Task brief: Which of the lines below hold "CoordinatorAccount"? Please return each one.

*****

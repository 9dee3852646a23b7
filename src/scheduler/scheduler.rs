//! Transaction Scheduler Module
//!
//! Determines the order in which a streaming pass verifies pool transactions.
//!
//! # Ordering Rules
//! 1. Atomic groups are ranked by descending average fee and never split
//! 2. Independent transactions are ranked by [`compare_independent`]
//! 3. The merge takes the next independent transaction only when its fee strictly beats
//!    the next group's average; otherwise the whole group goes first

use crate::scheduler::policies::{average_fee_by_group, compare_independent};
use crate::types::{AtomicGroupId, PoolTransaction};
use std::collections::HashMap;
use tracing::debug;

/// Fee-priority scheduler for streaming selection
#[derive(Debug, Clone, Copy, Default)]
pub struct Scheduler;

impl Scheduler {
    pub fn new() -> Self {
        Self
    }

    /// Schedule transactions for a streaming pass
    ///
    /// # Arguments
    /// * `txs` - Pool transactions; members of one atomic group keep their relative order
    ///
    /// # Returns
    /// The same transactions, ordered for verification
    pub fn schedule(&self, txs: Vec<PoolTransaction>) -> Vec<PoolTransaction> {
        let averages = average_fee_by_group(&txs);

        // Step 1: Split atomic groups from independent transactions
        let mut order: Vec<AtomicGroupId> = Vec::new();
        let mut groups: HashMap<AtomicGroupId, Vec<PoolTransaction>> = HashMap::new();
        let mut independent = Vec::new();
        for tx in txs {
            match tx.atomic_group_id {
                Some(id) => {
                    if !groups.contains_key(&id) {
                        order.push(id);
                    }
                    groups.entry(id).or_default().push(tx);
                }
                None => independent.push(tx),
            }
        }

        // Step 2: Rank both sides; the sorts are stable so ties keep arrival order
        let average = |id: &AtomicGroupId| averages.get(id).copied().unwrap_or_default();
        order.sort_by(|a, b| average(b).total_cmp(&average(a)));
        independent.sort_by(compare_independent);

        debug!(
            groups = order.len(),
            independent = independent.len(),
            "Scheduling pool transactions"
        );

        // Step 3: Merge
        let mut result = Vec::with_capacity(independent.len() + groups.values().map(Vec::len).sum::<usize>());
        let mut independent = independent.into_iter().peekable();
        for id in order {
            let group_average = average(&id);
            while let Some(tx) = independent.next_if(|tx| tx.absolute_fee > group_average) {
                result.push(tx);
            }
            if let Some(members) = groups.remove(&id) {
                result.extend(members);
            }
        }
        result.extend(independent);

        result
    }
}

*****

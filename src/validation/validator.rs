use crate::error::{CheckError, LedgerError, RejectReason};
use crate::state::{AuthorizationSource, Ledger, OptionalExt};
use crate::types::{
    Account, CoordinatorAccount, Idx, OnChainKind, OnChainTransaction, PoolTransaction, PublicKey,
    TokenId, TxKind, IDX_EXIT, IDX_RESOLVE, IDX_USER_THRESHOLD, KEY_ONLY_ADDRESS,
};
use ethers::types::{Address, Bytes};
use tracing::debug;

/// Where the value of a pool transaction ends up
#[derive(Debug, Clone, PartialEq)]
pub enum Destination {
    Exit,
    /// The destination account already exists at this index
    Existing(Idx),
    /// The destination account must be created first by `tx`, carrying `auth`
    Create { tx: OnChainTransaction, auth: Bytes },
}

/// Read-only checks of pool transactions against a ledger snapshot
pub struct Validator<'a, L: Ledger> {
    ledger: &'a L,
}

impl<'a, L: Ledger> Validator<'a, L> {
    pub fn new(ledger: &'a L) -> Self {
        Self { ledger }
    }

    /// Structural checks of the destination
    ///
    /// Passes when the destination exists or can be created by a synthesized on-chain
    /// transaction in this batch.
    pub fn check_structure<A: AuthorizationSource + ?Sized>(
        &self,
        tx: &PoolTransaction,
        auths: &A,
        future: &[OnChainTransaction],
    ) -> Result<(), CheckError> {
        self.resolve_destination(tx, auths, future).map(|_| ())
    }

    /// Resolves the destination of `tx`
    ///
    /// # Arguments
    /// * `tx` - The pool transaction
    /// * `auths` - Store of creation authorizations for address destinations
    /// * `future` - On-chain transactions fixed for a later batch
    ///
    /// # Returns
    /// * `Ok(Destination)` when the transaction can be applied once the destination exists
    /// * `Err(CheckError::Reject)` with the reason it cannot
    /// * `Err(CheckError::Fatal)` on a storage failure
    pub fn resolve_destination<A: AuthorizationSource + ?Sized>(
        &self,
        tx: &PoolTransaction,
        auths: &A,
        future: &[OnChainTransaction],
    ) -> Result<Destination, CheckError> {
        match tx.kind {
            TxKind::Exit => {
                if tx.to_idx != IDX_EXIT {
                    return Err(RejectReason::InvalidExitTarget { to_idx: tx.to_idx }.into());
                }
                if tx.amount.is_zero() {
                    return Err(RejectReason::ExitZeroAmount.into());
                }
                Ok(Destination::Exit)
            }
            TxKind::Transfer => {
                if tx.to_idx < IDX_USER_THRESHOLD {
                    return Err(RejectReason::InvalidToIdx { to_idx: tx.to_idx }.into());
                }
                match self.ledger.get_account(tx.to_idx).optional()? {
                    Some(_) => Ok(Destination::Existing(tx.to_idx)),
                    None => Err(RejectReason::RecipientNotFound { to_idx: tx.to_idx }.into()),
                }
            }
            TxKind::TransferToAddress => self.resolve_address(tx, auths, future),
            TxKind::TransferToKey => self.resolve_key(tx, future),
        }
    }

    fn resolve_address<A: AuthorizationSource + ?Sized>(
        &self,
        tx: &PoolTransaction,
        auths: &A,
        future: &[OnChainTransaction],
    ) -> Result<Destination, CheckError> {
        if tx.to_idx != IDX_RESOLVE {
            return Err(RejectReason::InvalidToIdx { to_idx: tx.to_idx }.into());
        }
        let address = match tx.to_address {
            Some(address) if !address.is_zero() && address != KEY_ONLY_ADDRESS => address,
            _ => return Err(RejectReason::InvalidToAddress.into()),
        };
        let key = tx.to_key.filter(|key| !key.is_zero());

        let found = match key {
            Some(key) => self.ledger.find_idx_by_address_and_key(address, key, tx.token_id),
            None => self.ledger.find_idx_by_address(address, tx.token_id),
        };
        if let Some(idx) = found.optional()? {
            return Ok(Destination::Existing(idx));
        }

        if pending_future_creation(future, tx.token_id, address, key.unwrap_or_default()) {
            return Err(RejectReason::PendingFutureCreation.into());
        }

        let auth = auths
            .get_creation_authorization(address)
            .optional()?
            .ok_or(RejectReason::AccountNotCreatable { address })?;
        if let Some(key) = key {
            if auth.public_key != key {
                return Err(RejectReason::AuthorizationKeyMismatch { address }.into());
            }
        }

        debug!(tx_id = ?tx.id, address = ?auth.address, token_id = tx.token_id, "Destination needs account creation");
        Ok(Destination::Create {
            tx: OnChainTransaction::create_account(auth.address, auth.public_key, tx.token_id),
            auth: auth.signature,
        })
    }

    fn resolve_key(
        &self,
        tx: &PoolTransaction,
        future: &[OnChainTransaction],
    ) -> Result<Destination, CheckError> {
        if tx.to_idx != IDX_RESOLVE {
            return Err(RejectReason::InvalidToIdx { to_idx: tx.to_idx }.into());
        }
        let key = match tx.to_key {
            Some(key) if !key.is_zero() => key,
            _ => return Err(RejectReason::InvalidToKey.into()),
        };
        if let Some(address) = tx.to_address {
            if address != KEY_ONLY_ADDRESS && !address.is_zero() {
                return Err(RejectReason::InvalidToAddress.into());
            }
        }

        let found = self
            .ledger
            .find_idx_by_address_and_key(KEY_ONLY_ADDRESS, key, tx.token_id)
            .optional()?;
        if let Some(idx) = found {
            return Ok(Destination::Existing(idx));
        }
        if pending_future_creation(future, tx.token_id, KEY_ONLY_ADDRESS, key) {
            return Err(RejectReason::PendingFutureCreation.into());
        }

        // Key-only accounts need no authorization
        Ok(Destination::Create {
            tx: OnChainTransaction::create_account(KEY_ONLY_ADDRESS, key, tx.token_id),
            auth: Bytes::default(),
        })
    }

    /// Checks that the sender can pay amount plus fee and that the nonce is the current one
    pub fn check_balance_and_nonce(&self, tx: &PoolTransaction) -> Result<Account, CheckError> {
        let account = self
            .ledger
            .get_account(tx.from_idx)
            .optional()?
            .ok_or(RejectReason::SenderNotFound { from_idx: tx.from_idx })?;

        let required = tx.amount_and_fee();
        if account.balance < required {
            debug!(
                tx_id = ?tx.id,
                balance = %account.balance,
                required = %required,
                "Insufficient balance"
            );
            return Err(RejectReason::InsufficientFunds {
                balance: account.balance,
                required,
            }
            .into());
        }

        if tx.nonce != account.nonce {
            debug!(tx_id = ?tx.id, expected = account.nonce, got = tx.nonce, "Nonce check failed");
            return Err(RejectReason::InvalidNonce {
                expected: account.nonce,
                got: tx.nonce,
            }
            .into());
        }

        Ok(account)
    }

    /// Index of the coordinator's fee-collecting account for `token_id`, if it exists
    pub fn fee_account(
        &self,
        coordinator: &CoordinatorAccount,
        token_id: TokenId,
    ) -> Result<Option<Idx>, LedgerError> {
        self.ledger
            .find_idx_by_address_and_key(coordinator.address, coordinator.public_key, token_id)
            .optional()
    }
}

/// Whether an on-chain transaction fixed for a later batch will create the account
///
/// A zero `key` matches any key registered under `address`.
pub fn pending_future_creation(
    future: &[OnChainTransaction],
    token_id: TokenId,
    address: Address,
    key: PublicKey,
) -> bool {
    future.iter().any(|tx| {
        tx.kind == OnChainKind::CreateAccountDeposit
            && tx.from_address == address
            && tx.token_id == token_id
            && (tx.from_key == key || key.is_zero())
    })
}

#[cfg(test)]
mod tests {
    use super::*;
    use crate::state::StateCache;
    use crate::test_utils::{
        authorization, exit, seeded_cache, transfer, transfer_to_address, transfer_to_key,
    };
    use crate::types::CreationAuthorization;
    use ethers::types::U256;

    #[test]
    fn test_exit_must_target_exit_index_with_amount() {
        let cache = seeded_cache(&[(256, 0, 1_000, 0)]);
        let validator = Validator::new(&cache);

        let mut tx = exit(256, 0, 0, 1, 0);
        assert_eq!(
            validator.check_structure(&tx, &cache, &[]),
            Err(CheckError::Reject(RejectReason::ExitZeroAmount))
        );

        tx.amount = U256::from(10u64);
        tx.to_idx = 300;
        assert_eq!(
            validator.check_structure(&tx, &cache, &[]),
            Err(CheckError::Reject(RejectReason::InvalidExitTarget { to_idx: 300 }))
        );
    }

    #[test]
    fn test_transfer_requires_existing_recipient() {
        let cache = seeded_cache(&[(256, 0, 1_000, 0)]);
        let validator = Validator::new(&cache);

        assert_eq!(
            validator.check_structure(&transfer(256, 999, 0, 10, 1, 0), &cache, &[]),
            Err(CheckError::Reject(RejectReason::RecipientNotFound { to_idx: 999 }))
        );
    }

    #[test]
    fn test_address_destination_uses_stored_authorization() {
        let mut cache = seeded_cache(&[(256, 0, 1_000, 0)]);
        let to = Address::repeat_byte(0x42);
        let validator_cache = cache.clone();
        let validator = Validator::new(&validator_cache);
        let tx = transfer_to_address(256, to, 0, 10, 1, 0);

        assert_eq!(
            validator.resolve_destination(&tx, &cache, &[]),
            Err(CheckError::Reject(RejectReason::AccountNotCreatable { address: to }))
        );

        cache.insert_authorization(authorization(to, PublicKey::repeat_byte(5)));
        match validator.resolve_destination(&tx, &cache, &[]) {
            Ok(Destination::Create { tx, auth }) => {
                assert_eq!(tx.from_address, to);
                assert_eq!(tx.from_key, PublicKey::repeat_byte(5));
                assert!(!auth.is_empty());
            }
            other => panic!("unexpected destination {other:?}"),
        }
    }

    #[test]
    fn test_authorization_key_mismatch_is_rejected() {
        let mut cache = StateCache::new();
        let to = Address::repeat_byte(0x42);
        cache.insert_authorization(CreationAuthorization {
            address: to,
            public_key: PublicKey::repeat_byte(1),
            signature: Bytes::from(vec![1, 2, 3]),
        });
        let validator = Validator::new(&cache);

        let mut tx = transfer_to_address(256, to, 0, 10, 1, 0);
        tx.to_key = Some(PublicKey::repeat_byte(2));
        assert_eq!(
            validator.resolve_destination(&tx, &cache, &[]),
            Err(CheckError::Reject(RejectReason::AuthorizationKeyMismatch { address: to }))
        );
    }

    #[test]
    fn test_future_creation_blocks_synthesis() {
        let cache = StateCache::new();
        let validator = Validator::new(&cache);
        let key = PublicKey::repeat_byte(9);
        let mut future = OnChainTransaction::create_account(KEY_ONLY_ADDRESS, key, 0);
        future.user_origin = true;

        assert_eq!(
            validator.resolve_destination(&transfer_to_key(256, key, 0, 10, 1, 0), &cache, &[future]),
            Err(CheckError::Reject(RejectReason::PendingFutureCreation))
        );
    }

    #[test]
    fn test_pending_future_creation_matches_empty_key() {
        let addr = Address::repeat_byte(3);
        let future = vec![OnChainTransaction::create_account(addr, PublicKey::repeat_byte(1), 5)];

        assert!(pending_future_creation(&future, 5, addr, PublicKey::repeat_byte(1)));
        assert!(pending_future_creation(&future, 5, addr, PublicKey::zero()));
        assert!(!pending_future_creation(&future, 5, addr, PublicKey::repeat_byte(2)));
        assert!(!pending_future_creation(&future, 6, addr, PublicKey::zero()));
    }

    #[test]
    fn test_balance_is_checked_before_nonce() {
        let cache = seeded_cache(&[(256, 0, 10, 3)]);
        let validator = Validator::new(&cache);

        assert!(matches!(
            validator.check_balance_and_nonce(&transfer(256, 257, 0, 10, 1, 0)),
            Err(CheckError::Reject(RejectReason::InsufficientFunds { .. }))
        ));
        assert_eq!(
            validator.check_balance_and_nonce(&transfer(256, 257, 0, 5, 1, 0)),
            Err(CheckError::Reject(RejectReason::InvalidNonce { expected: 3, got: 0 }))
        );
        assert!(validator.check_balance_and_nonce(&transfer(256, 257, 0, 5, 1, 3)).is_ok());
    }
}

*****

Reply:
    Account, CoordinatorAccount, Idx, OnChainKind, OnChainTransaction, PoolTransaction, PublicKey,
        coordinator: &CoordinatorAccount,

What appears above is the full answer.